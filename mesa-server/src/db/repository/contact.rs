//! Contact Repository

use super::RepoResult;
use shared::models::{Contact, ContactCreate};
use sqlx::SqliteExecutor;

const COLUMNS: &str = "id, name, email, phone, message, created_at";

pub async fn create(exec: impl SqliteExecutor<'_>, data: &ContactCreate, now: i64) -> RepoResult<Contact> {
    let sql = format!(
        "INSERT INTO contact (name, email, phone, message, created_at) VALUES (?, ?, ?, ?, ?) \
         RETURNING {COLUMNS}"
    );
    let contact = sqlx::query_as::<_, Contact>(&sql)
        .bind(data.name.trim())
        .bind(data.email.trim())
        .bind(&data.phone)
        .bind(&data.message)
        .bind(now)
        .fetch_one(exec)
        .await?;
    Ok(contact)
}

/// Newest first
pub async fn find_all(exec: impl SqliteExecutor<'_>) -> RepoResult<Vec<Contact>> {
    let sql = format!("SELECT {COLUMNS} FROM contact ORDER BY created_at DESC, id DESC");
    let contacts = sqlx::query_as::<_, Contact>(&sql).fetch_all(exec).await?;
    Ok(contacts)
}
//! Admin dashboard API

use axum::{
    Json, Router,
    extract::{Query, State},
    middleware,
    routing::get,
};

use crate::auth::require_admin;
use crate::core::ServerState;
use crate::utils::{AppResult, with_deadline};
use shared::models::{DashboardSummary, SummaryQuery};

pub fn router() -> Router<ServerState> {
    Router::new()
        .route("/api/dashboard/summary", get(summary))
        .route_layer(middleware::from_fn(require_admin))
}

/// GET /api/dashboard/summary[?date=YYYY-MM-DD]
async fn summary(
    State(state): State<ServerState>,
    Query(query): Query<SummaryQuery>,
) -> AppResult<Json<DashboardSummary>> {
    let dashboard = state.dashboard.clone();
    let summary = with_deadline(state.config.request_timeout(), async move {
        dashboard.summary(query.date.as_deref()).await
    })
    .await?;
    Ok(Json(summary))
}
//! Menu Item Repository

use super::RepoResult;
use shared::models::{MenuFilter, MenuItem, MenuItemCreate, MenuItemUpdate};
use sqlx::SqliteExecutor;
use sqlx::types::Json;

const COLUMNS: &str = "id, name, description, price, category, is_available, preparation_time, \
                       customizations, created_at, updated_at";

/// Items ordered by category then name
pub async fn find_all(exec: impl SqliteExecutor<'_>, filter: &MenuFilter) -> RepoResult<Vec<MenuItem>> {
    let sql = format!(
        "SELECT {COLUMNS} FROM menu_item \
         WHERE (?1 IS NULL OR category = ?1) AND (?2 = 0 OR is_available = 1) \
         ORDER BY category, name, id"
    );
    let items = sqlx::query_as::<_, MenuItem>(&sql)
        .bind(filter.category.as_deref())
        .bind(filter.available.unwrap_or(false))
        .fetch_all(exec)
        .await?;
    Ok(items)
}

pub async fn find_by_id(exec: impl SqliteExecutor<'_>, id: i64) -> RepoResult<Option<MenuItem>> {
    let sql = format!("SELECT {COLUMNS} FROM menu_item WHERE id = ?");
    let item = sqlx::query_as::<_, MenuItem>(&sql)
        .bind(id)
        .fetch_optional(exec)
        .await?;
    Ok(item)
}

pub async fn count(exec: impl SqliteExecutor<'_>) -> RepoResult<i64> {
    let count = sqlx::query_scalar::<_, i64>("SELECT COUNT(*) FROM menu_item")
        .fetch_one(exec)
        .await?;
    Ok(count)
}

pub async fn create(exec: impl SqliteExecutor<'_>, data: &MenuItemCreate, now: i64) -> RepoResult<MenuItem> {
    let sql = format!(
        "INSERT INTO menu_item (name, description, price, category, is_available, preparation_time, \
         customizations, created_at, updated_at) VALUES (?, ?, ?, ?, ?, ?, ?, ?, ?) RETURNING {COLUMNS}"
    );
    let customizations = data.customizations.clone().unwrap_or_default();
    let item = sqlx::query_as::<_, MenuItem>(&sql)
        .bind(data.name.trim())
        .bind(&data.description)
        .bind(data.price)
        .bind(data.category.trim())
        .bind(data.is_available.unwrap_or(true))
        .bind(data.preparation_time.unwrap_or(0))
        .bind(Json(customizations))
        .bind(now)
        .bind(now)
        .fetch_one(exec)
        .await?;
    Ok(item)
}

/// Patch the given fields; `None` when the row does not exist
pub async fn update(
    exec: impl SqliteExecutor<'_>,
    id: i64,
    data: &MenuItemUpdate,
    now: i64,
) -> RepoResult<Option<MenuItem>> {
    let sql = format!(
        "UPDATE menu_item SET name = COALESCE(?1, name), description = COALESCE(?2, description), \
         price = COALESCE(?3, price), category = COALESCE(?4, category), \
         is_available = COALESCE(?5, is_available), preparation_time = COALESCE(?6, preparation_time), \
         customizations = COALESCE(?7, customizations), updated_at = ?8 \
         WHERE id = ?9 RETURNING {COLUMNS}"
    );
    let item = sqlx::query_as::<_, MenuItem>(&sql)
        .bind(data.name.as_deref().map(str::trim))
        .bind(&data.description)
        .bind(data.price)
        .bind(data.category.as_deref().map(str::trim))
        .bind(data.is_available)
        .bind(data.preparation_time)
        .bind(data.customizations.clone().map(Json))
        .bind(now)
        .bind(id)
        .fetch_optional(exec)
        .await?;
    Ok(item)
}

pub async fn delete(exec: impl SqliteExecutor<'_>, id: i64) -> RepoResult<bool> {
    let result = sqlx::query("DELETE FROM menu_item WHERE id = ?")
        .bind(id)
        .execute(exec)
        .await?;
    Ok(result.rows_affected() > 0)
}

--

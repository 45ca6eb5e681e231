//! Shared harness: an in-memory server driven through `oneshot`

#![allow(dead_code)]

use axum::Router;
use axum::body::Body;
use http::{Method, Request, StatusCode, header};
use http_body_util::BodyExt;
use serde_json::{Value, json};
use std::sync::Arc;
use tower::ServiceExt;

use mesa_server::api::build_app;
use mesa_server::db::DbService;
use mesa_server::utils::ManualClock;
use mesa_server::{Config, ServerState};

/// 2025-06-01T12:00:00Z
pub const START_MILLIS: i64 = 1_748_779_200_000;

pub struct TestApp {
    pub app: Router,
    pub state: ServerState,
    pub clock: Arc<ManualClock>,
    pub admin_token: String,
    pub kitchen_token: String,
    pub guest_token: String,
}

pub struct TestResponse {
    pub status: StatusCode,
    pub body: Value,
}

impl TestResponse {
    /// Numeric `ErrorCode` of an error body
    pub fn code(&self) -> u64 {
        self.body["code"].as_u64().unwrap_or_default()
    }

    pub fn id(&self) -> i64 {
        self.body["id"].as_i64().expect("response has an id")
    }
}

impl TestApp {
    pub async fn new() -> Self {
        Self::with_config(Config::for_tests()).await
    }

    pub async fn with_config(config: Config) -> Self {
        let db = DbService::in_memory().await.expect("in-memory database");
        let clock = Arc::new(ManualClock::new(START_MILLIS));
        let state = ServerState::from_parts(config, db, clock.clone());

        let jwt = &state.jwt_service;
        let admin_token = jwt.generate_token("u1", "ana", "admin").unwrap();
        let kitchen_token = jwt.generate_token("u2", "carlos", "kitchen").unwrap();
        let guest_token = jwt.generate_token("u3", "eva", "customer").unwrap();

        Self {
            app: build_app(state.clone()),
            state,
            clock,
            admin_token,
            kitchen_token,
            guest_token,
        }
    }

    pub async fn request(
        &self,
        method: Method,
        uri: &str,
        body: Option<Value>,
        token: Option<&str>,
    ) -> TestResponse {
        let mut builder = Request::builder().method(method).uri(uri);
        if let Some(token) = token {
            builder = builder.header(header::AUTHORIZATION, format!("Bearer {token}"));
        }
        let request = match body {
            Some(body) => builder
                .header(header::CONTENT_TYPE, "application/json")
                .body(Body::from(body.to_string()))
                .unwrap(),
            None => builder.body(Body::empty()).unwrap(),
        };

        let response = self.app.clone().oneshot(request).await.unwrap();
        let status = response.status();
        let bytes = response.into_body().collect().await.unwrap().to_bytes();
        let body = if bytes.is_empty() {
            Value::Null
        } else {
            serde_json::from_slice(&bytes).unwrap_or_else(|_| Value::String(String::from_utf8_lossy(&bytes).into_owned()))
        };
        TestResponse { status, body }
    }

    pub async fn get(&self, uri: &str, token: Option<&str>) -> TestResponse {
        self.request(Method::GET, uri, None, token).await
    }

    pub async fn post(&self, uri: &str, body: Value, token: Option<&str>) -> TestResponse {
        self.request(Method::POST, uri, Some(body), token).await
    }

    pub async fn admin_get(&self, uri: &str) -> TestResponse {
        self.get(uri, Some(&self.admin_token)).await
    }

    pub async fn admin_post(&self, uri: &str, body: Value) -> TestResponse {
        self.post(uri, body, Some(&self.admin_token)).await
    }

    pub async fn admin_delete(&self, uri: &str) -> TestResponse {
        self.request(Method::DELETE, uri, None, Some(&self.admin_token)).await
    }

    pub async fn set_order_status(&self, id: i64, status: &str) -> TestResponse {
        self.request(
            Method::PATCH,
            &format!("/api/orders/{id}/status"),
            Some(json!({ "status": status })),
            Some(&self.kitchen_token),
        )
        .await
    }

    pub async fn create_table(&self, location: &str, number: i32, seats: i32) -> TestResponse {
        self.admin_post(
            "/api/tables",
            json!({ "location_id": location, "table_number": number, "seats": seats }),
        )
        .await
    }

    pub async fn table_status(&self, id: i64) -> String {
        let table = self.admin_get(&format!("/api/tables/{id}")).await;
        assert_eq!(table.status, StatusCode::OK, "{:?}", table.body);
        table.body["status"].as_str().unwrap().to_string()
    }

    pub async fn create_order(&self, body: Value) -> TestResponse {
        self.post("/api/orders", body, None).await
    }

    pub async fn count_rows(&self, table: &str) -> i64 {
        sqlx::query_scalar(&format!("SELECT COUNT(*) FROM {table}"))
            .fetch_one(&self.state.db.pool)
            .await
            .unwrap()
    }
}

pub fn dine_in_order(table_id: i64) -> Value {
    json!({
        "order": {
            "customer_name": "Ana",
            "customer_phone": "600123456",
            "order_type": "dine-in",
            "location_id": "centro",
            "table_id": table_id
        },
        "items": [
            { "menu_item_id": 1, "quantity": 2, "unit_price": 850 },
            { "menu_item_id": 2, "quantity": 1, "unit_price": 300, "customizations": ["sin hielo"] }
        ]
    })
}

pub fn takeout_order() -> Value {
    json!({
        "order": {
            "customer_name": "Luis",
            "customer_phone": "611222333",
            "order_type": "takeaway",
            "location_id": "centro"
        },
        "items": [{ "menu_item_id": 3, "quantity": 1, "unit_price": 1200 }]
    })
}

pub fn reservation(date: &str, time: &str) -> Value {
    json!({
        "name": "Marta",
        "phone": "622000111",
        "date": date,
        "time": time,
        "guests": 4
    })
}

...

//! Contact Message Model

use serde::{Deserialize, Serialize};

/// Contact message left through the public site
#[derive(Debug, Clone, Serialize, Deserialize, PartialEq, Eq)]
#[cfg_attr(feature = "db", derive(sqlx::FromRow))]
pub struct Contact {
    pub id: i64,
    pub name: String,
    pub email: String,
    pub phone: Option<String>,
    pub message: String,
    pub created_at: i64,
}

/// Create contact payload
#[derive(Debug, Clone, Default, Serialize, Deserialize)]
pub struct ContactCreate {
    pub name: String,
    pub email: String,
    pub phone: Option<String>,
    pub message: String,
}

▸ Goal of the exercise
Looking at the listing above, count every line in which the string "WHERE" appears, and give only that count.

▸ Result below
4